If a line in the records below contains "ServiceRegistry", copy that line.

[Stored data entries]
---
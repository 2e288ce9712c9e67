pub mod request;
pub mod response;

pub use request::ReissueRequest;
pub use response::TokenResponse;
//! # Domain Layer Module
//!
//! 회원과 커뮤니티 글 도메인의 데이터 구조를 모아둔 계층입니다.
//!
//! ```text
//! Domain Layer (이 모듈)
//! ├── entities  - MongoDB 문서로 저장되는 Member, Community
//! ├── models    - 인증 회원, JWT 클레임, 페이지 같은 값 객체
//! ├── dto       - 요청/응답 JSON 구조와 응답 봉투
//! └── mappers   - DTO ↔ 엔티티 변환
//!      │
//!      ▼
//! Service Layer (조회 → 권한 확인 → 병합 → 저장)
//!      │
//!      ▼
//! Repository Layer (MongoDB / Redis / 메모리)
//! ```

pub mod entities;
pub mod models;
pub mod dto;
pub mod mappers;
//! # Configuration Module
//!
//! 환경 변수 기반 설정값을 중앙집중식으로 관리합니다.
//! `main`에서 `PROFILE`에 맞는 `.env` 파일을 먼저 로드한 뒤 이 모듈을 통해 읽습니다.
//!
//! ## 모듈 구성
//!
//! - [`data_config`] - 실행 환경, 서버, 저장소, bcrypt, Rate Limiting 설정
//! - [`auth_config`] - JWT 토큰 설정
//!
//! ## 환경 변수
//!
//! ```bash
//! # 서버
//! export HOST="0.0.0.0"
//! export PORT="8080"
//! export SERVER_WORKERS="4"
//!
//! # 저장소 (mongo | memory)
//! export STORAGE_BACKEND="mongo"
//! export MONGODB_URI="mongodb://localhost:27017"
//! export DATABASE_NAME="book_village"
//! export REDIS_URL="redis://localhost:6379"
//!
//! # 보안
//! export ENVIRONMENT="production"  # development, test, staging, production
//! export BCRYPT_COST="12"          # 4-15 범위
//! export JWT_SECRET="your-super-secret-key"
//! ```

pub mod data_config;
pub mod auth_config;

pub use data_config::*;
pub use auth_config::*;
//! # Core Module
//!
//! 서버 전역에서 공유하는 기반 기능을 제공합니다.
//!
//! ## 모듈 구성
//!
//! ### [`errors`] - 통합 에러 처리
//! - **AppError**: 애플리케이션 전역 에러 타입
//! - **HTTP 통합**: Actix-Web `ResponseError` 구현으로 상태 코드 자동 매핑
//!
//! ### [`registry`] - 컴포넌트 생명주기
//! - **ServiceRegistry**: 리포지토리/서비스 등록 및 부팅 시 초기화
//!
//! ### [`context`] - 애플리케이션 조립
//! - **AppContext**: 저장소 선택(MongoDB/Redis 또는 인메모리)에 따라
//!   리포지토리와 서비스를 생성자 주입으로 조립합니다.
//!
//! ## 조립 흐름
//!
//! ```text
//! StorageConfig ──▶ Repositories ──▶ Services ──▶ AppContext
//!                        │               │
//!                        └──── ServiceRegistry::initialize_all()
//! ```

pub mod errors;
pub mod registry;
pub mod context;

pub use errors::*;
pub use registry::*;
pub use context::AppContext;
---
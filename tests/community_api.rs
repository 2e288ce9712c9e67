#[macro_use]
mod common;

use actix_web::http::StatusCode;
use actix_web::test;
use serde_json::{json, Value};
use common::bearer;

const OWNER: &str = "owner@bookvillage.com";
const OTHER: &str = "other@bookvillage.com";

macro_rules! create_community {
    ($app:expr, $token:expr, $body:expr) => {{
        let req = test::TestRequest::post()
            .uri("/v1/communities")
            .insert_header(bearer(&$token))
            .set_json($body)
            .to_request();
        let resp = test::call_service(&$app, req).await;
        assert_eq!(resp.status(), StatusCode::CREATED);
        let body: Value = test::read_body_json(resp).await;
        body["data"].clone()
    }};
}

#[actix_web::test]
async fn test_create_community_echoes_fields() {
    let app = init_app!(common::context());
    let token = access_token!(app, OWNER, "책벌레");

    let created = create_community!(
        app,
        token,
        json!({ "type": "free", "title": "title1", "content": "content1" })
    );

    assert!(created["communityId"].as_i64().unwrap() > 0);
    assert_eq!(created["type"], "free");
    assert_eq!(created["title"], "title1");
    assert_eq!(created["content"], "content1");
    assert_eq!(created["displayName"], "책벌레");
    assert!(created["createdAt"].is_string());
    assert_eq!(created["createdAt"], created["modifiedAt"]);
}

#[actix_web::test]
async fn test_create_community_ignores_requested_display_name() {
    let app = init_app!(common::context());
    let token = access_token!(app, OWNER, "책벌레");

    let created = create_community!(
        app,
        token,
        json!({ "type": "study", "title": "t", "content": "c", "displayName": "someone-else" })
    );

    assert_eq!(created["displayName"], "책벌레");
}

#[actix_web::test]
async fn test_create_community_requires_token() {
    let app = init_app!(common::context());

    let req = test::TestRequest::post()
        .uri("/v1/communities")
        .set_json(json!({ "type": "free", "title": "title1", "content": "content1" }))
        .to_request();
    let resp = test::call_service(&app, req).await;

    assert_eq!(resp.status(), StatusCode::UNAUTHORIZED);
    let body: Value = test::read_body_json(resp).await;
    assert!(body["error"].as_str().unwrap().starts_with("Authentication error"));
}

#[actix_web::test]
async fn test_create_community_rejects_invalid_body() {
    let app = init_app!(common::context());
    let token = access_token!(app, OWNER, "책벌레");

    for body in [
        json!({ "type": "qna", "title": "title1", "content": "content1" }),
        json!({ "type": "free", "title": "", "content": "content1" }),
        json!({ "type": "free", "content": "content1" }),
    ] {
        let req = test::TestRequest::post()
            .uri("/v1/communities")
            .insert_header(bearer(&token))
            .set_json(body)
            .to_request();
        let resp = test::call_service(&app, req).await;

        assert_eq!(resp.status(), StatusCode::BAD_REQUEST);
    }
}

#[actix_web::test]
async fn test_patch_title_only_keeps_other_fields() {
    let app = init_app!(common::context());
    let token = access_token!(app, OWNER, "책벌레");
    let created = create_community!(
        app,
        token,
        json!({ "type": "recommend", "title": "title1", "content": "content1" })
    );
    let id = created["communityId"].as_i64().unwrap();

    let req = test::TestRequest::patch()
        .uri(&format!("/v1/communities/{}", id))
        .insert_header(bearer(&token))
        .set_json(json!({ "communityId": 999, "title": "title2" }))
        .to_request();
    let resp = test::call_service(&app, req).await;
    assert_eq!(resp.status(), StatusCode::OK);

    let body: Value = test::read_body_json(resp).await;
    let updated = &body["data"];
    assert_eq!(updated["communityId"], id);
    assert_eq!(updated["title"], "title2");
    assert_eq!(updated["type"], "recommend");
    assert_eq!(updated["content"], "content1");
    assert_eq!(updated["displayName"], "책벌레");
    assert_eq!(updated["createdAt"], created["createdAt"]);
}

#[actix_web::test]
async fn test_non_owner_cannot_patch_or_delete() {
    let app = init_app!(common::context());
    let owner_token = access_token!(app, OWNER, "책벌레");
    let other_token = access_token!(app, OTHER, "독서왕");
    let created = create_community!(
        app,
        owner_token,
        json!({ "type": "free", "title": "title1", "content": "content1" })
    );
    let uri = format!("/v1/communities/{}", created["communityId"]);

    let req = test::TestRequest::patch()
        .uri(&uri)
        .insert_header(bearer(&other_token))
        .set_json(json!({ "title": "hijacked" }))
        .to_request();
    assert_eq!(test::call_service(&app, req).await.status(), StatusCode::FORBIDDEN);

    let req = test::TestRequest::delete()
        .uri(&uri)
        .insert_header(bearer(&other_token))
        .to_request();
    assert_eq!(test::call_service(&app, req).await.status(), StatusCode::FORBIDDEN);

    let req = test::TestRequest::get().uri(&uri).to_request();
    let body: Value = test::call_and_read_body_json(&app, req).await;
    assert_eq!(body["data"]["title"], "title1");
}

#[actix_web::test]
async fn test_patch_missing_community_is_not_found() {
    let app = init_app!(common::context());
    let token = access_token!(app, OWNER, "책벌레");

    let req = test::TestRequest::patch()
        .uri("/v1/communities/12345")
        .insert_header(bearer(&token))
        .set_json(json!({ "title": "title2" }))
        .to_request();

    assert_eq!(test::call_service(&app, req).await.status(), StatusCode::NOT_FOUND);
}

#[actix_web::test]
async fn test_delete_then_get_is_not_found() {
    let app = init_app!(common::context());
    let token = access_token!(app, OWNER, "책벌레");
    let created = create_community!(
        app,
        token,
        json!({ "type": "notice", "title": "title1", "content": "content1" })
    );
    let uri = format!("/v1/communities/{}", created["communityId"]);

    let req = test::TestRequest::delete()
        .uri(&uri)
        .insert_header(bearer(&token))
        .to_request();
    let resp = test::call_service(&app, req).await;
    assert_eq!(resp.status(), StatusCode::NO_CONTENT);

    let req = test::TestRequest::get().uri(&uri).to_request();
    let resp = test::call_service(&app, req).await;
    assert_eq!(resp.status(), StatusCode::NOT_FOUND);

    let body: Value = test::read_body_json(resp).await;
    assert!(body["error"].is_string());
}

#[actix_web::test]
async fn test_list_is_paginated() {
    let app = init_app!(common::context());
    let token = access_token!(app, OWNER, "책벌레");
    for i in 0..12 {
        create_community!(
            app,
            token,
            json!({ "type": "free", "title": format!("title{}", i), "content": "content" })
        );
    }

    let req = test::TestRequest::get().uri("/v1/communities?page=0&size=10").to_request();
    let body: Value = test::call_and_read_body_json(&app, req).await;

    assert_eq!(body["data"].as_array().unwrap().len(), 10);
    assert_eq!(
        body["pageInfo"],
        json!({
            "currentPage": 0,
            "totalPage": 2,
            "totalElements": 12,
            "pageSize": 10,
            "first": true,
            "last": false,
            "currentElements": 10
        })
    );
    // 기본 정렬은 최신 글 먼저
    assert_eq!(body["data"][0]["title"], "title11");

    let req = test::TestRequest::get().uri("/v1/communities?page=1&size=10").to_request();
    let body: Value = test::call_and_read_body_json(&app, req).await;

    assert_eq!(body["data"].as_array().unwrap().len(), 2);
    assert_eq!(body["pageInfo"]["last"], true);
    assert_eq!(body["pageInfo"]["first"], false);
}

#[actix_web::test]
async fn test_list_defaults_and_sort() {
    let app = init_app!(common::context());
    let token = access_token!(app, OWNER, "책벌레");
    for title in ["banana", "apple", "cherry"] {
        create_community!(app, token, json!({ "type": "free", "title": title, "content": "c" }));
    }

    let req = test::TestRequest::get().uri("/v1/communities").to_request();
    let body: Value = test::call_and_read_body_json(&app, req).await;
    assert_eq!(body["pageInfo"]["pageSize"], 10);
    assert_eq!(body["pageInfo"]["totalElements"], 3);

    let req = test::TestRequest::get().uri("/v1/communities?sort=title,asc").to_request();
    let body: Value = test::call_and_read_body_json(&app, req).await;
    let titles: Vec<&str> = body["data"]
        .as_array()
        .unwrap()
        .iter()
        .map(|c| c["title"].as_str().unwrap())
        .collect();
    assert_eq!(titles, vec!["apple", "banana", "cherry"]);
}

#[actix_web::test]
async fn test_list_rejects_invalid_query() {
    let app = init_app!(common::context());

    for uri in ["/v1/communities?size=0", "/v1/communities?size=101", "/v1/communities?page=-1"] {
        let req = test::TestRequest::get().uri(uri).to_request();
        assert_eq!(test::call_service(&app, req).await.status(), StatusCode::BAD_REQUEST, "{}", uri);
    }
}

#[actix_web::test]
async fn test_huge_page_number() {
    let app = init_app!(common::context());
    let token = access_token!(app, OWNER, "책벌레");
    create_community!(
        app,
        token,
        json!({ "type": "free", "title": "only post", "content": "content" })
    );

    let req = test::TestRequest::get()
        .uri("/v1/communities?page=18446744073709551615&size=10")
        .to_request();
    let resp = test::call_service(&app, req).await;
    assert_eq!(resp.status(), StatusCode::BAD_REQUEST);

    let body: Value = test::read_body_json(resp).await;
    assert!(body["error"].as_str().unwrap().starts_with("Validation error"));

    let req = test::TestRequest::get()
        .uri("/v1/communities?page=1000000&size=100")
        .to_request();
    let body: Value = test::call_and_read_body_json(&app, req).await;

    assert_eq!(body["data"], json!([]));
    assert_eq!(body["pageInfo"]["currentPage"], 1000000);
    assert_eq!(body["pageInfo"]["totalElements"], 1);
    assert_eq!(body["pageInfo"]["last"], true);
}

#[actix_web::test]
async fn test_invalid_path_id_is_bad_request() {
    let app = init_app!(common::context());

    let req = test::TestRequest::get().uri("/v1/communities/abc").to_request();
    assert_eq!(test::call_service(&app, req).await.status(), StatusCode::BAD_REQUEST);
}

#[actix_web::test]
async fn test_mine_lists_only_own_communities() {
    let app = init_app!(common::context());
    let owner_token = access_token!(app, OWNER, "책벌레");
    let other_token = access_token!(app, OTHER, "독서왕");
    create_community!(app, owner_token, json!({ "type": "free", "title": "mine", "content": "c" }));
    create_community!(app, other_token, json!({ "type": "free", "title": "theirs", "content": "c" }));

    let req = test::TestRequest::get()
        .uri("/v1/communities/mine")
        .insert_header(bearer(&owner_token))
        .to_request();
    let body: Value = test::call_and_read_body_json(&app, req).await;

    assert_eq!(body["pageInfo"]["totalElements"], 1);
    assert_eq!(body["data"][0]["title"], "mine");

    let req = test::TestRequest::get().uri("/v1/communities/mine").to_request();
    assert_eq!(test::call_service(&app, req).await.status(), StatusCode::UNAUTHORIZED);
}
---
◆ **Solution**:
//! - **ServiceRegistry**: 리포지토리/서비스 등록 및 부팅 시 초기화
//!                        └──── ServiceRegistry::initialize_all()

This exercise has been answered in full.